Ela resmungou baixinho, com um toque de rebeldia:
— Não é para tanto...
— Além disso, está todo mundo olhando...
— Deixe que olhem.
O tom de Jocelino continuava calmo, mas seus braços a apertaram um pouco mais, como se anunciassem posse silenciosamente, ou como se quisessem acalmar a insegurança dela.
— Estou carregando a minha própria mulher, é o meu direito. Quem ousaria dizer o contrário?
Aeliana ficou sem resposta e lançou a Jocelino um olhar carregado de um sentido estranho.
Desde quando Jocelino falava de um jeito tão meloso?
Mas, verdade seja dita.
Aquela atitude de "magnata dominador" combinava perfeitamente com o rosto dele e tinha um charme surpreendente.
Jocelino não fazia ideia do que se passava na cabeça de Aeliana, achando que sua atitude a havia incomodado.
Ele hesitou por um momento, abaixou a cabeça e disse de forma carinhosa:
— Aeliana, por favor.
— A partir de agora, você tem que me ouvir.

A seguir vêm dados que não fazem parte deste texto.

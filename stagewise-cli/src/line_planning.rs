//! A small planning domain on the integer line, used to exercise the engine from the command
//! line.
//!
//! The pipeline consists of five stages:
//! `starts -> advance -> bridge <- retreat <- goals`. The starts and the goals are generated, the
//! starts advance towards the nearest goal and the goals retreat towards the nearest start, each
//! by at most one step. The bridge then links an advanced start with a retreated goal when they
//! lie within a step of each other. A move which crosses an obstacle fails.
use std::fmt::Display;
use std::rc::Rc;

use log::debug;
use stagewise_core::stages::Connect;
use stagewise_core::stages::Connecting;
use stagewise_core::stages::Generate;
use stagewise_core::stages::Generated;
use stagewise_core::stages::Generator;
use stagewise_core::stages::Propagate;
use stagewise_core::stages::PropagatingEitherWay;
use stagewise_core::stages::Propagated;
use stagewise_core::Cost;
use stagewise_core::Direction;
use stagewise_core::InterfaceState;
use stagewise_core::Pipeline;
use stagewise_core::SolutionBase;
use stagewise_core::StageId;
use stagewise_core::StateDraft;
use stagewise_core::SubTrajectory;

use crate::result::StagewiseError;
use crate::result::StagewiseResult;

/// The payload of every state in this domain.
#[derive(Clone, Copy, Debug, PartialEq, Eq)]
pub(crate) struct Position(pub(crate) i64);

/// The payload of every successful solution in this domain.
#[derive(Clone, Copy, Debug, PartialEq, Eq)]
pub(crate) struct Segment {
    pub(crate) from: i64,
    pub(crate) to: i64,
}

impl Segment {
    fn length(&self) -> u64 {
        self.to.abs_diff(self.from)
    }

    fn reversed(self) -> Segment {
        Segment {
            from: self.to,
            to: self.from,
        }
    }
}

#[derive(Clone, Debug)]
pub(crate) struct LineTask {
    starts: Vec<i64>,
    goals: Vec<i64>,
    step: i64,
    obstacles: Vec<i64>,
}

impl LineTask {
    pub(crate) fn new(
        starts: Vec<i64>,
        goals: Vec<i64>,
        step: i64,
        obstacles: Vec<i64>,
    ) -> StagewiseResult<LineTask> {
        if step <= 0 {
            return Err(StagewiseError::InvalidTask(format!(
                "the step must be positive, got {step}"
            )));
        }
        if starts.is_empty() || goals.is_empty() {
            return Err(StagewiseError::InvalidTask(
                "at least one start and one goal are required".to_owned(),
            ));
        }
        if let Some(blocked) = starts
            .iter()
            .chain(goals.iter())
            .find(|&position| obstacles.contains(position))
        {
            return Err(StagewiseError::InvalidTask(format!(
                "position {blocked} is occupied by an obstacle"
            )));
        }

        Ok(LineTask {
            starts,
            goals,
            step,
            obstacles,
        })
    }

    /// The first obstacle which lies on the segment, excluding its origin.
    fn obstruction(&self, segment: Segment) -> Option<i64> {
        let (low, high) = if segment.from <= segment.to {
            (segment.from, segment.to)
        } else {
            (segment.to, segment.from)
        };

        self.obstacles
            .iter()
            .copied()
            .filter(|&obstacle| obstacle != segment.from)
            .find(|&obstacle| low <= obstacle && obstacle <= high)
    }

    /// Move at most one step from `position` towards the nearest of `targets`.
    fn stride(&self, position: i64, targets: &[i64]) -> Segment {
        let target = nearest(position, targets).unwrap_or(position);
        let distance = target.abs_diff(position).min(self.step.unsigned_abs());

        // The distance never exceeds the gap to the target, so neither direction overflows.
        let to = if target >= position {
            position.saturating_add_unsigned(distance)
        } else {
            position.saturating_sub_unsigned(distance)
        };
        Segment { from: position, to }
    }
}

fn nearest(position: i64, targets: &[i64]) -> Option<i64> {
    targets
        .iter()
        .copied()
        .min_by_key(|target| target.abs_diff(position))
}

/// The priority of a state at `position`: the distance left to the nearest of `targets`.
fn remaining(position: i64, targets: &[i64]) -> Cost {
    nearest(position, targets).map_or(Cost::INFINITE, |target| {
        Cost::new(target.abs_diff(position) as f64)
    })
}

/// Generates a state for each of the given positions.
#[derive(Debug)]
pub(crate) struct Endpoints {
    positions: Vec<i64>,
    targets: Vec<i64>,
}

impl Endpoints {
    fn starts(task: &LineTask) -> Self {
        Endpoints {
            positions: task.starts.clone(),
            targets: task.goals.clone(),
        }
    }

    fn goals(task: &LineTask) -> Self {
        Endpoints {
            positions: task.goals.clone(),
            targets: task.starts.clone(),
        }
    }
}

impl Generate for Endpoints {
    fn can_compute(&self) -> bool {
        !self.positions.is_empty()
    }

    fn compute(&mut self) -> Generated {
        let position = self.positions.remove(0);
        let priority = remaining(position, &self.targets);
        debug!("generated the endpoint {position} with priority {priority}");

        Generated::new(
            StateDraft::new(Position(position), priority),
            SubTrajectory::new(0.0).with_comment(format!("at {position}")),
        )
    }
}

/// Moves a start towards the goals when propagating forward, and a goal towards the starts when
/// propagating backward.
#[derive(Debug)]
pub(crate) struct Stride {
    task: Rc<LineTask>,
}

impl Stride {
    /// Stride away from the position of `state`; the recorded segment always points from the
    /// start side to the goal side.
    fn propagate(
        &self,
        state: &InterfaceState,
        targets: &[i64],
        direction: Direction,
    ) -> Propagated {
        let Some(&Position(position)) = state.payload_as::<Position>() else {
            return Propagated::failure(SubTrajectory::failure().with_comment("not a position"));
        };

        let segment = self.task.stride(position, targets);
        if let Some(obstacle) = self.task.obstruction(segment) {
            return Propagated::failure(
                SubTrajectory::failure().with_comment(format!("blocked at {obstacle}")),
            );
        }

        let travelled = match direction {
            Direction::Forward => segment,
            Direction::Backward => segment.reversed(),
        };
        Propagated::success(
            StateDraft::new(Position(segment.to), remaining(segment.to, targets)),
            SubTrajectory::new(segment.length() as f64).with_payload(travelled),
        )
    }
}

impl Propagate for Stride {
    fn compute_forward(&mut self, from: &InterfaceState) -> Propagated {
        self.propagate(from, &self.task.goals, Direction::Forward)
    }

    fn compute_backward(&mut self, to: &InterfaceState) -> Propagated {
        self.propagate(to, &self.task.starts, Direction::Backward)
    }
}

/// Links two positions which lie within a step of each other.
#[derive(Debug)]
pub(crate) struct Bridge {
    task: Rc<LineTask>,
}

impl Connect for Bridge {
    fn connect(&mut self, from: &InterfaceState, to: &InterfaceState) -> SubTrajectory {
        let (Some(&Position(from)), Some(&Position(to))) =
            (from.payload_as::<Position>(), to.payload_as::<Position>())
        else {
            return SubTrajectory::failure().with_comment("not a position");
        };

        let segment = Segment { from, to };
        if segment.length() > self.task.step.unsigned_abs() {
            return SubTrajectory::failure().with_comment(format!("gap of {}", segment.length()));
        }
        if let Some(obstacle) = self.task.obstruction(segment) {
            return SubTrajectory::failure().with_comment(format!("blocked at {obstacle}"));
        }

        SubTrajectory::new(segment.length() as f64).with_payload(segment)
    }
}

/// The stages of a line planning pipeline.
#[derive(Clone, Copy, Debug)]
pub(crate) struct LineStages {
    pub(crate) advance: StageId,
    pub(crate) bridge: StageId,
    pub(crate) retreat: StageId,
}

/// Add the stages which solve `task` to `pipeline`.
pub(crate) fn assemble(pipeline: &mut Pipeline, task: LineTask) -> LineStages {
    let task = Rc::new(task);

    let _ = pipeline.add_stage(Generator::new("starts", Endpoints::starts(&task)));
    let advance = pipeline.add_stage(PropagatingEitherWay::forward(
        "advance",
        Stride {
            task: Rc::clone(&task),
        },
    ));
    let bridge = pipeline.add_stage(Connecting::new(
        "bridge",
        Bridge {
            task: Rc::clone(&task),
        },
    ));
    let retreat = pipeline.add_stage(PropagatingEitherWay::backward(
        "retreat",
        Stride {
            task: Rc::clone(&task),
        },
    ));
    let _ = pipeline.add_stage(Generator::new("goals", Endpoints::goals(&task)));

    LineStages {
        advance,
        bridge,
        retreat,
    }
}

/// A complete plan from a start to a goal.
#[derive(Clone, Debug, PartialEq)]
pub(crate) struct Plan {
    pub(crate) segments: Vec<Segment>,
    pub(crate) cost: Cost,
}

impl Display for Plan {
    fn fmt(&self, f: &mut std::fmt::Formatter<'_>) -> std::fmt::Result {
        if let Some(first) = self.segments.first() {
            write!(f, "{}", first.from)?;
        }
        for segment in &self.segments {
            write!(f, " -> {}", segment.to)?;
        }
        write!(f, " (cost {})", self.cost)
    }
}

/// The cheapest plan found so far: the cheapest bridge, extended by the advance which ended in
/// its start and the retreat which started in its end.
pub(crate) fn cheapest_plan(pipeline: &Pipeline, stages: LineStages) -> Option<Plan> {
    let solutions = |stage: StageId| {
        pipeline
            .stage_data(stage)
            .into_iter()
            .flat_map(|data| data.solutions().solutions())
    };

    let bridge = solutions(stages.bridge).next()?;
    let advance = solutions(stages.advance).find(|solution| solution.end() == bridge.start())?;
    let retreat = solutions(stages.retreat).find(|solution| solution.start() == bridge.end())?;

    let parts: [&Rc<SolutionBase>; 3] = [advance, bridge, retreat];
    let segments = parts
        .iter()
        .map(|solution| solution.payload_as::<Segment>().copied())
        .collect::<Option<Vec<_>>>()?;

    Some(Plan {
        segments,
        cost: parts
            .iter()
            .fold(Cost::ZERO, |cost, solution| cost + solution.cost()),
    })
}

Vamos primeiro ao hospital para que os médicos examinem tudo. Eles vão limpar o machucado, dar os pontos necessários e aplicar a medicação.
— Quanto ao resto, a gente conversa com calma quando você estiver curada, certo?
Aeliana, observando a linha tensa da mandíbula dele e seus lábios cerrados, percebeu que ele estava realmente chateado e muito preocupado. O último resquício de resistência em seu peito desapareceu.
Ela parou de lutar, encostando-se obedientemente em seus braços, deixando-se ser levada para dentro do carro. Até ajeitou a postura discretamente para ficar mais confortável, parecendo uma gata recebendo carinho.